Kalifornijska formacja Slow Season wydała trzy bardzo przyjemne płyty, na których prezentowała muzykę nawiązującą śmiało do najklasyczniejszych rockowych wzorców. Panowie mieli okazję koncertować m.in. z zespołem All Them Witches (to ważne). Ostatni krążek zespołu, wydany w 2016 roku, nosił tytuł Westing (to także ważne). Później w obozie grupy zapanowała cisza. W trakcie pandemii i lockdownów trzech z czterech muzyków Slow Season postanowiło wrócić do wspólnego grania. Grupa powraca pod nową nazwą – Westing. W miejsce jednego z gitarzystów, który nie zdecydował się na dołączenie do reszty, pojawił się Ben McLeod, lider All Them Witches. Efektem tej współpracy jest album Future.

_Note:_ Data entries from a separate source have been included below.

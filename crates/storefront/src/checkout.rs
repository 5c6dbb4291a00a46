//! Simulated checkout.
//!
//! No payment gateway is involved: placing an order validates the form,
//! waits for the configured processing delay, freezes the cart into an
//! [`OrderConfirmation`] and empties the cart.

use std::fmt;
use std::time::Duration;

use chrono::Utc;
use prasanna_farm_core::{
    Cart, Email, OrderConfirmation, OrderId, OrderLine, OrderStatus, PaymentMethod, PaymentStatus,
    Price, ShippingAddress,
};
use rust_decimal::Decimal;
use thiserror::Error;
use tracing::{info, instrument};

use crate::cart::CartManager;
use crate::error::add_breadcrumb;

/// Orders at or above this subtotal ship free.
pub const FREE_DELIVERY_THRESHOLD: Price = Price::new(Decimal::from_parts(500, 0, 0, false, 0));
/// Flat delivery fee below the threshold.
pub const DELIVERY_FEE: Price = Price::new(Decimal::from_parts(50, 0, 0, false, 0));

/// Checkout failures.
#[derive(Debug, Error)]
pub enum CheckoutError {
    #[error("Cart is empty")]
    EmptyCart,
    #[error("Invalid checkout details: {}", join_fields(.0))]
    Invalid(Vec<FieldError>),
}

/// A single rejected form field.
#[derive(Debug, Clone, PartialEq, Eq)]
pub struct FieldError {
    pub field: &'static str,
    pub message: String,
}

impl fmt::Display for FieldError {
    fn fmt(&self, f: &mut fmt::Formatter<'_>) -> fmt::Result {
        write!(f, "{}: {}", self.field, self.message)
    }
}

fn join_fields(errors: &[FieldError]) -> String {
    errors
        .iter()
        .map(ToString::to_string)
        .collect::<Vec<_>>()
        .join("; ")
}

/// Price breakdown shown before placing an order.
#[derive(Debug, Clone, Copy, PartialEq, Eq)]
pub struct CheckoutQuote {
    pub subtotal: Price,
    pub delivery_fee: Price,
    pub total: Price,
}

impl CheckoutQuote {
    #[must_use]
    pub fn for_cart(cart: &Cart) -> Self {
        let subtotal = cart.total_price();
        let delivery_fee = if subtotal >= FREE_DELIVERY_THRESHOLD {
            Price::ZERO
        } else {
            DELIVERY_FEE
        };
        Self {
            subtotal,
            delivery_fee,
            total: subtotal + delivery_fee,
        }
    }

    /// How much more the customer must add to ship free, if anything.
    #[must_use]
    pub fn short_of_free_delivery(&self) -> Option<Price> {
        (self.subtotal < FREE_DELIVERY_THRESHOLD)
            .then(|| Price::new(FREE_DELIVERY_THRESHOLD.amount() - self.subtotal.amount()))
    }
}

/// Customer details entered at checkout.
#[derive(Debug, Clone, Default)]
pub struct CheckoutForm {
    pub full_name: String,
    pub email: String,
    pub phone: String,
    pub address: String,
    pub city: String,
    pub pincode: String,
    pub payment_method: PaymentMethod,
}

impl CheckoutForm {
    /// Check every field and build the shipping address.
    ///
    /// # Errors
    ///
    /// Returns every field that is missing or malformed.
    pub fn validate(&self) -> Result<ShippingAddress, Vec<FieldError>> {
        let mut errors = Vec::new();
        let mut required = |field: &'static str, value: &str| {
            let value = value.trim();
            if value.is_empty() {
                errors.push(FieldError {
                    field,
                    message: "is required".to_string(),
                });
            }
            value.to_string()
        };

        let full_name = required("full_name", &self.full_name);
        let raw_email = required("email", &self.email);
        let phone = required("phone", &self.phone);
        let street = required("address", &self.address);
        let city = required("city", &self.city);
        let pincode = required("pincode", &self.pincode);

        let email = if raw_email.is_empty() {
            None
        } else {
            match Email::parse(&raw_email) {
                Ok(email) => Some(email),
                Err(e) => {
                    errors.push(FieldError {
                        field: "email",
                        message: e.to_string(),
                    });
                    None
                }
            }
        };

        match email {
            Some(email) if errors.is_empty() => Ok(ShippingAddress {
                full_name,
                email,
                phone,
                street,
                city,
                pincode,
            }),
            _ => Err(errors),
        }
    }
}

/// Simulated order placement.
#[derive(Debug, Clone, Copy)]
pub struct Checkout {
    processing_delay: Duration,
}

impl Checkout {
    #[must_use]
    pub const fn new(processing_delay: Duration) -> Self {
        Self { processing_delay }
    }

    /// Place an order for the current cart.
    ///
    /// On success the cart is cleared through the cart manager, so the
    /// local snapshot (and the remote cart, when enabled) ends empty.
    ///
    /// # Errors
    ///
    /// Returns `CheckoutError::EmptyCart` for an empty cart and
    /// `CheckoutError::Invalid` when the form does not validate. The cart is
    /// untouched in both cases.
    #[instrument(skip_all, fields(payment_method = %form.payment_method))]
    pub async fn place_order(
        &self,
        cart: &CartManager,
        form: &CheckoutForm,
    ) -> Result<OrderConfirmation, CheckoutError> {
        let snapshot = cart.cart();
        if snapshot.is_empty() {
            return Err(CheckoutError::EmptyCart);
        }
        let shipping_address = form.validate().map_err(CheckoutError::Invalid)?;

        add_breadcrumb(
            "checkout",
            "Placing order",
            Some(&[("payment_method", form.payment_method.as_str())]),
        );
        tokio::time::sleep(self.processing_delay).await;

        let quote = CheckoutQuote::for_cart(&snapshot);
        let payment_status = if form.payment_method.is_prepaid() {
            PaymentStatus::Completed
        } else {
            PaymentStatus::Pending
        };
        let order = OrderConfirmation {
            id: OrderId::generate(),
            placed_at: Utc::now(),
            lines: snapshot.items().iter().map(OrderLine::from).collect(),
            subtotal: quote.subtotal,
            delivery_fee: quote.delivery_fee,
            total: quote.total,
            payment_method: form.payment_method,
            shipping_address,
            status: OrderStatus::Confirmed,
            payment_status,
        };

        cart.clear().await;

        info!(
            order_id = %order.id,
            items = order.item_count(),
            total = %order.total,
            "Order placed"
        );
        Ok(order)
    }
}

#[cfg(test)]
#[allow(clippy::unwrap_used)]
mod tests {
    use std::sync::Arc;

    use prasanna_farm_core::{CategoryId, Product, ProductId};

    use super::*;
    use crate::store::{MemoryStore, load_cart};

    fn product(id: &str, rupees: i64) -> Product {
        Product {
            id: ProductId::new(id),
            name: id.to_string(),
            description: String::new(),
            price: Price::from_rupees(rupees),
            original_price: None,
            image: String::new(),
            category: CategoryId::new("dairy"),
            rating: 4.5,
            reviews: 10,
            is_organic: true,
            is_fresh: true,
            unit: "1 litre".to_string(),
            stock: 5,
        }
    }

    fn form() -> CheckoutForm {
        CheckoutForm {
            full_name: "Asha Rao".to_string(),
            email: "asha@example.in".to_string(),
            phone: "9876543210".to_string(),
            address: "12 Temple Road".to_string(),
            city: "Mysuru".to_string(),
            pincode: "570001".to_string(),
            payment_method: PaymentMethod::Upi,
        }
    }

    fn cart_of(lines: &[(i64, u32)]) -> Cart {
        let mut cart = Cart::new();
        for (i, (rupees, quantity)) in lines.iter().enumerate() {
            cart.apply(&prasanna_farm_core::CartMutation::Add {
                product: product(&format!("p{i}"), *rupees),
                quantity: *quantity,
            });
        }
        cart
    }

    #[test]
    fn test_delivery_fee_threshold() {
        let below = CheckoutQuote::for_cart(&cart_of(&[(90, 5)]));
        assert_eq!(below.delivery_fee, DELIVERY_FEE);
        assert_eq!(below.total, Price::from_rupees(500));
        assert_eq!(below.short_of_free_delivery(), Some(Price::from_rupees(50)));

        let at = CheckoutQuote::for_cart(&cart_of(&[(100, 5)]));
        assert_eq!(at.delivery_fee, Price::ZERO);
        assert_eq!(at.total, Price::from_rupees(500));
        assert_eq!(at.short_of_free_delivery(), None);
    }

    #[test]
    fn test_form_validation_lists_every_field() {
        let errors = CheckoutForm::default().validate().unwrap_err();
        let fields: Vec<_> = errors.iter().map(|e| e.field).collect();
        assert_eq!(
            fields,
            ["full_name", "email", "phone", "address", "city", "pincode"]
        );
    }

    #[test]
    fn test_form_validation_trims_and_checks_email() {
        let mut bad = form();
        bad.email = "not-an-email".to_string();
        bad.city = "   ".to_string();
        let errors = bad.validate().unwrap_err();
        assert_eq!(errors.len(), 2);
        assert!(errors.iter().any(|e| e.field == "email"));
        assert!(errors.iter().any(|e| e.field == "city"));

        let mut padded = form();
        padded.full_name = "  Asha Rao ".to_string();
        assert_eq!(padded.validate().unwrap().full_name, "Asha Rao");
    }

    #[tokio::test]
    async fn test_place_order_clears_cart() {
        let store = Arc::new(MemoryStore::new());
        let cart = CartManager::initialize(store.clone(), None).await;
        cart.add_item(&product("dairy-milk", 90), 2).await;
        cart.add_item(&product("dairy-ghee", 650), 1).await;

        let order = Checkout::new(Duration::ZERO)
            .place_order(&cart, &form())
            .await
            .unwrap();

        assert_eq!(order.lines.len(), 2);
        assert_eq!(order.item_count(), 3);
        assert_eq!(order.subtotal, Price::from_rupees(830));
        assert_eq!(order.delivery_fee, Price::ZERO);
        assert_eq!(order.status, OrderStatus::Confirmed);
        assert_eq!(order.payment_status, PaymentStatus::Completed);
        assert!(order.id.as_str().starts_with("PF-"));

        assert!(cart.cart().is_empty());
        assert!(load_cart(store.as_ref()).unwrap().is_empty());
    }

    #[tokio::test]
    async fn test_cash_on_delivery_is_pending() {
        let cart = CartManager::initialize(Arc::new(MemoryStore::new()), None).await;
        cart.add_item(&product("dairy-curd", 60), 1).await;

        let mut cod = form();
        cod.payment_method = PaymentMethod::Cod;
        let order = Checkout::new(Duration::ZERO)
            .place_order(&cart, &cod)
            .await
            .unwrap();
        assert_eq!(order.payment_status, PaymentStatus::Pending);
        assert_eq!(order.total, Price::from_rupees(110));
    }

    #[tokio::test]
    async fn test_rejected_orders_keep_cart() {
        let checkout = Checkout::new(Duration::ZERO);
        let cart = CartManager::initialize(Arc::new(MemoryStore::new()), None).await;

        assert!(matches!(
            checkout.place_order(&cart, &form()).await,
            Err(CheckoutError::EmptyCart)
        ));

        cart.add_item(&product("dairy-paneer", 120), 1).await;
        let err = checkout
            .place_order(&cart, &CheckoutForm::default())
            .await
            .unwrap_err();
        assert!(matches!(err, CheckoutError::Invalid(ref fields) if fields.len() == 6));
        assert!(err.to_string().starts_with("Invalid checkout details: full_name"));
        assert_eq!(cart.total_items(), 1);
    }
}
//! Command implementations.
//!
//! Each command renders either a human-readable table or, with `--json`,
//! the serialized domain value.

pub mod cart;
pub mod catalog;
pub mod checkout;

use serde::Serialize;

/// Result of running one command.
pub type CommandResult = Result<(), Box<dyn std::error::Error>>;

/// Output mode selected on the command line.
#[derive(Debug, Clone, Copy)]
pub struct Output {
    json: bool,
}

impl Output {
    pub const fn new(json: bool) -> Self {
        Self { json }
    }

    /// Print `value` as JSON or through `render`.
    #[allow(clippy::print_stdout)]
    pub fn emit<T: Serialize>(self, value: &T, render: impl FnOnce(&T) -> String) -> CommandResult {
        if self.json {
            println!("{}", serde_json::to_string_pretty(value)?);
        } else {
            println!("{}", render(value));
        }
        Ok(())
    }
}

Choć wśród tagów opisujących muzykę Westing w internecie możemy znaleźć takie jak psychedelic rock czy stoner, tak naprawdę dominuje tu klimat klasycznego hard/blues-rockowego grania z przełomu lat 60. i 70. Nie da się w żaden sposób ukryć, że jest to muzyka bardzo silnie inspirowana twórczością Led Zeppelin. To nazwa, która pojawia się w zdecydowanej większości recenzji i wzmianek o płycie Westing i nie jest to przypadek. Oczywiście hołd tego typu oddawać można na różne sposoby. Można usiłować podrabiać konkretne kompozycje, starać się za wszelką cenę śpiewać jak Robert Plant i nawet dodawać podobne ozdobniki. Wtedy mamy do czynienia z ciekawostką, która jednak po jakimś czasie staje się karykaturą (znamy takie zespoły). Można też starać się przenieść klimat kompozycji Zeppelinów oraz pewne smaczki produkcyjne i brzmieniowe, ale potraktować je jako jeden z elementów całości. I tak jest właśnie w przypadku Westing.
Ta czterdziestominutowa płyta pełna jest momentów, w których pomyślimy sobie: „To mógłby być jakiś zaginiony numer Led Zeppelin”. Nie sądzę jednak, byśmy choć raz stwierdzili: „Przesadzili, to przecież żywcem wzięte z utworu x czy y”. W tym przecież sedno tego typu inspiracji – pozwolić się ponieść takiemu klimatowi, a nie nagrywać coś, co zabrzmi słuchaczom jak niemal wierna kopia, ale nie na tyle podobnie, by ktoś mógł oskarżyć zespół o plagiat. Westing z pewnością mocno inspirują się Zeppelinowym graniem, ale ani razu nie przekraczają w tej inspiracji granicy dobrego smaku. Na płycie mamy dziewięć utworów, a w zasadzie osiem, bo jedna ze ścieżek to krótkie intro do jednej z kompozycji. Całości słucha się znakomicie, choć oczywiście są tu numery, które lekko wybijają się ponad ten i tak już bardzo dobry poziom. Do takich należą, według mnie, wspomniane dwuczęściowe Lost Riders rozpoczynające się kapitalnym, mrocznym intrem, najbardziej psychodeliczne i hipnotyczne w tym zestawie Artemisia Coming Down (obie kompozycje należą do zdecydowanie najdłuższych na płycie, więc zespół ewidentnie dobrze się czuje w takich nieco rozciągniętych czasowo formach), klimatyczne Back in the Twenties, które płytę otwiera, czy dużo lżejsze, pół-akustyczne, wpadające w ucho Silent Shout (to z kolei najkrótszy numer, więc z takimi też nie mają problemów).
Na Future mamy i trochę psychodelicznego kosmosu, i sporo piasku sypiącego się spod kopyt konia dosiadanego przez kosmicznego rewolwerowca. Czyli dokładnie tak jak na okładce tej płyty. Future to album na którym przyjemne pozaziemskie odloty łączą się z Dzikim Zachodem oraz korzennym rockiem granym w drewnianych spelunach na amerykańskim zadupiu. Czy to się sprawdza? Jeszcze jak! Skoro sprawdzało się 55 lat temu, to czemu miałoby się nie sprawdzać teraz? Trzeba tylko robić to szczerze i naturalnie. W przypadku grupy Westing tak właśnie jest i dlatego efekt końcowy jest tak znakomity. Future to z pewnością jeden z kilku bardzo wczesnych i mocnych kandydatów do mojego tegorocznego top 10.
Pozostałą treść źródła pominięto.